Former employees up in arms over undelivered severance packages from NPO since 2019

Founder and director of Sparrow Rainbow Village Reverend Corine McClintock (L). Picture: Supplied

Founder and director of Sparrow Rainbow Village Reverend Corine McClintock (L). Picture: Supplied

Published Jan 14, 2024


Former employees of Sparrow Rainbow Village are up in arms as they wait for their severance packages from founder and director Reverend Corine McClintock.

This is after they were retrenched in 2019. The group said it was still waiting for its packages after only receiving money from the Unemployment Insurance Fund (UIF).

Sparrow Rainbow Village confirmed that 20 employees had been retrenched due to the temporary closure of Sparrow Children's Home and subsequent funding challenges after the withdrawal of funding that had previously been received from the Gauteng Department of Health and the provincial Department of Social Development.

The organisation said it was impossible to run a huge organisation such as Sparrow Village with total reliance on the private sector.

The organisation said, “The founder of Sparrow oversees the operations alone and receives no remuneration whatsoever. She is on a state pension for the aged.

“She is 86 years old and a professional ordained minister. We as Sparrow Ministries would love to see the Village restored to its former glory as it has saved the lives of hundreds of destitute children and adults with HIV.

“We continue to operate on a shoestring. In 2019, when this funding was withdrawn by government, there were 268 residents – women, men, children and babies – at Sparrow, and the Village was functioning and receiving support from organisations, businesses and community members.”

Sparrow Village is a non-profit organisation, an HIV/Aids hospice for adults and children, offering home-based care education, training and counselling. It was established in February 1992, founded by McClintock.

The organisation, like other NPOs, was funded by the Gauteng Department of Social Development until 2014 when the department closed its child and youth care centre due to non-compliance with the National Norms and Standards as stipulated in section 194 of the Children’s Act (Act 38 of 2005).

The department said the children were removed and placed in other compliant facilities. Three years down the line, the organisation issued a letter to staff and informed them that they were struggling to pay salaries due to a lack of funding.

In 2018, the organisation issued another communication and informed the workers of a turnaround strategy and retrenchments.

The process was completed in 2019.

The workers said although the Department of Social Development had closed the village, it is still operating.

One former worker said: “We were retrenched without our salaries and severance packages. Only UIF was paid. This is an abuse from our former boss who has been treating us unfairly. She does not respect us at all yet we have families and responsibilities. Life is too hard... we need our money.”

The employees said the conditions at the village were bad.

“Ms McClintok has turned a blind eye towards us and our rights are denied. Many terrible things happen and are shocking, but the place is still operating,” said a former employee.

Another former employee, who worked for the organisation for 14 years, said she now has to depend on her mother who is a pensioner.

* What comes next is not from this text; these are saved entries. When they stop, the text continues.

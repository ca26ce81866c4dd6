//! Shared models and types for the auditor
//!
//! This module contains types shared across multiple modules
//! to avoid circular dependencies.

use chrono::{DateTime, Utc};
use serde::{Deserialize, Serialize};
use std::fmt;

/// Upper bound of the normalized coordinate space (both axes)
pub const NORMALIZED_EXTENT: f64 = 1000.0;

/// Compliance classification returned by the audit model
#[derive(Debug, Clone, Copy, PartialEq, Eq, Hash, Serialize, Deserialize)]
#[serde(rename_all = "SCREAMING_SNAKE_CASE")]
pub enum ComplianceStatus {
    Compliant,
    NonCompliant,
    Warning,
}

impl ComplianceStatus {
    /// Parse the wire string; anything unrecognized is treated as a barrier
    pub fn from_wire(value: &str) -> Self {
        match value.trim().to_ascii_uppercase().replace(['-', ' '], "_").as_str() {
            "COMPLIANT" => ComplianceStatus::Compliant,
            "WARNING" => ComplianceStatus::Warning,
            _ => ComplianceStatus::NonCompliant,
        }
    }

    pub fn as_str(&self) -> &'static str {
        match self {
            ComplianceStatus::Compliant => "COMPLIANT",
            ComplianceStatus::NonCompliant => "NON_COMPLIANT",
            ComplianceStatus::Warning => "WARNING",
        }
    }
}

impl fmt::Display for ComplianceStatus {
    fn fmt(&self, f: &mut fmt::Formatter<'_>) -> fmt::Result {
        f.write_str(self.as_str())
    }
}

/// Bounding box in the fixed 0-1000 normalized space
///
/// Field order follows the model output `[yMin, xMin, yMax, xMax]`.
#[derive(Debug, Clone, Copy, PartialEq, Serialize, Deserialize)]
#[serde(rename_all = "camelCase")]
pub struct BoundingBox {
    pub y_min: f64,
    pub x_min: f64,
    pub y_max: f64,
    pub x_max: f64,
}

impl BoundingBox {
    /// Build from a raw coordinate list. Requires exactly 4 finite numbers.
    pub fn from_coords(coords: &[f64]) -> Option<Self> {
        match coords {
            [y_min, x_min, y_max, x_max] if coords.iter().all(|c| c.is_finite()) => Some(Self {
                y_min: *y_min,
                x_min: *x_min,
                y_max: *y_max,
                x_max: *x_max,
            }),
            _ => None,
        }
    }

    /// Same box with inverted edges swapped and every edge clamped to 0-1000
    pub fn normalized(&self) -> Self {
        let clamp = |v: f64| v.clamp(0.0, NORMALIZED_EXTENT);
        Self {
            y_min: clamp(self.y_min.min(self.y_max)),
            x_min: clamp(self.x_min.min(self.x_max)),
            y_max: clamp(self.y_min.max(self.y_max)),
            x_max: clamp(self.x_min.max(self.x_max)),
        }
    }

    pub fn width(&self) -> f64 {
        self.x_max - self.x_min
    }

    pub fn height(&self) -> f64 {
        self.y_max - self.y_min
    }
}

/// One detected accessibility feature or barrier
///
/// Issues without a valid box never get this far: the inference boundary
/// drops them, so `bounding_box` is not optional here.
#[derive(Debug, Clone, PartialEq, Serialize, Deserialize)]
#[serde(rename_all = "camelCase")]
pub struct AuditIssue {
    pub category: String,
    pub compliance_status: ComplianceStatus,
    pub description: String,
    pub recommendation: String,
    pub cost_estimate: String,
    pub bounding_box: BoundingBox,
}

/// One completed scan
#[derive(Debug, Clone, PartialEq, Serialize, Deserialize)]
#[serde(rename_all = "camelCase")]
pub struct AuditResult {
    /// Model response order, stable for display indexing
    pub issues: Vec<AuditIssue>,
    /// Overall score, 0-100
    pub compliance_score: u8,
}

impl AuditResult {
    /// Failure sentinel: no issues, score 0
    pub fn empty() -> Self {
        Self {
            issues: Vec::new(),
            compliance_score: 0,
        }
    }

    pub fn is_empty(&self) -> bool {
        self.issues.is_empty()
    }

    pub fn issue(&self, index: usize) -> Option<&AuditIssue> {
        self.issues.get(index)
    }
}

/// A single encoded still image taken from the camera
#[derive(Debug, Clone, PartialEq)]
pub struct CapturedFrame {
    /// JPEG bytes
    pub bytes: Vec<u8>,
    pub width: u32,
    pub height: u32,
    pub captured_at: DateTime<Utc>,
}

impl CapturedFrame {
    pub fn new(bytes: Vec<u8>, width: u32, height: u32) -> Self {
        Self {
            bytes,
            width,
            height,
            captured_at: Utc::now(),
        }
    }

    pub fn mime_type(&self) -> &'static str {
        "image/jpeg"
    }
}

/// Edited image produced by a remediation request
#[derive(Debug, Clone, PartialEq)]
pub struct RemediationResult {
    /// Encoded image bytes (any format)
    pub bytes: Vec<u8>,
    pub mime_type: String,
    /// Instruction the image was rendered from
    pub instruction: String,
}

/// Which request source issued a scan
#[derive(Debug, Clone, Copy, PartialEq, Eq, Hash, Serialize, Deserialize)]
#[serde(rename_all = "snake_case")]
pub enum ScanKind {
    /// User-triggered, one-shot
    Manual,
    /// Live-mode background scan
    Silent,
}

impl ScanKind {
    pub fn as_str(&self) -> &'static str {
        match self {
            ScanKind::Manual => "manual",
            ScanKind::Silent => "silent",
        }
    }
}

/// Chat speaker
#[derive(Debug, Clone, Copy, PartialEq, Eq, Serialize, Deserialize)]
#[serde(rename_all = "lowercase")]
pub enum ChatRole {
    User,
    Model,
}

/// One transcript turn
#[derive(Debug, Clone, PartialEq, Serialize, Deserialize)]
#[serde(rename_all = "camelCase")]
pub struct ChatMessage {
    pub role: ChatRole,
    pub text: String,
    /// Unix epoch milliseconds
    pub timestamp: i64,
    /// Hidden turns are kept for model context but not shown in the chat stream
    #[serde(default, skip_serializing_if = "std::ops::Not::not")]
    pub is_hidden: bool,
}

impl ChatMessage {
    pub fn user(text: impl Into<String>) -> Self {
        Self {
            role: ChatRole::User,
            text: text.into(),
            timestamp: Utc::now().timestamp_millis(),
            is_hidden: false,
        }
    }

    pub fn model(text: impl Into<String>) -> Self {
        Self {
            role: ChatRole::Model,
            ..Self::user(text)
        }
    }

    /// System-style note attributed to the user but hidden from display
    pub fn hidden_note(text: impl Into<String>) -> Self {
        Self {
            is_hidden: true,
            ..Self::user(text)
        }
    }
}

#[cfg(test)]
mod tests {
    use super::*;

    #[test]
    fn test_status_from_wire() {
        assert_eq!(ComplianceStatus::from_wire("COMPLIANT"), ComplianceStatus::Compliant);
        assert_eq!(ComplianceStatus::from_wire("warning"), ComplianceStatus::Warning);
        assert_eq!(ComplianceStatus::from_wire("Non-Compliant"), ComplianceStatus::NonCompliant);
        assert_eq!(ComplianceStatus::from_wire("UNKNOWN"), ComplianceStatus::NonCompliant);
    }

    #[test]
    fn test_bounding_box_requires_four_finite_coords() {
        assert!(BoundingBox::from_coords(&[100.0, 100.0, 300.0, 300.0]).is_some());
        assert!(BoundingBox::from_coords(&[100.0, 100.0, 300.0]).is_none());
        assert!(BoundingBox::from_coords(&[1.0, 2.0, 3.0, 4.0, 5.0]).is_none());
        assert!(BoundingBox::from_coords(&[1.0, f64::NAN, 3.0, 4.0]).is_none());
    }

    #[test]
    fn test_bounding_box_normalized() {
        let bbox = BoundingBox::from_coords(&[400.0, 1200.0, 100.0, -5.0]).unwrap();
        let n = bbox.normalized();
        assert_eq!(n.y_min, 100.0);
        assert_eq!(n.y_max, 400.0);
        assert_eq!(n.x_min, 0.0);
        assert_eq!(n.x_max, 1000.0);
    }

    #[test]
    fn test_hidden_note_serialization() {
        let msg = ChatMessage::hidden_note("[SYSTEM] note");
        let json = serde_json::to_value(&msg).unwrap();
        assert_eq!(json["role"], "user");
        assert_eq!(json["isHidden"], true);

        let visible = serde_json::to_value(ChatMessage::model("hi")).unwrap();
        assert!(visible.get("isHidden").is_none());
    }
}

“This has affected me a lot. I am even struggling to pay school fees for my children. It is sad because I was a breadwinner. Now I am surviving on my mom’s social grant while it has to take care of her and transport her to her diabetic check-ups.

“The sad part is that she (McClintock) is still operating, but she says she does not have money to pay us,” the employee said.

Another former employees said she worked for the organisation for 18 years, and it was sad to leave the village with nothing.

“This situation affected me a lot because I failed to pay for my daughter who was attending a private college and could not graduate,” she said.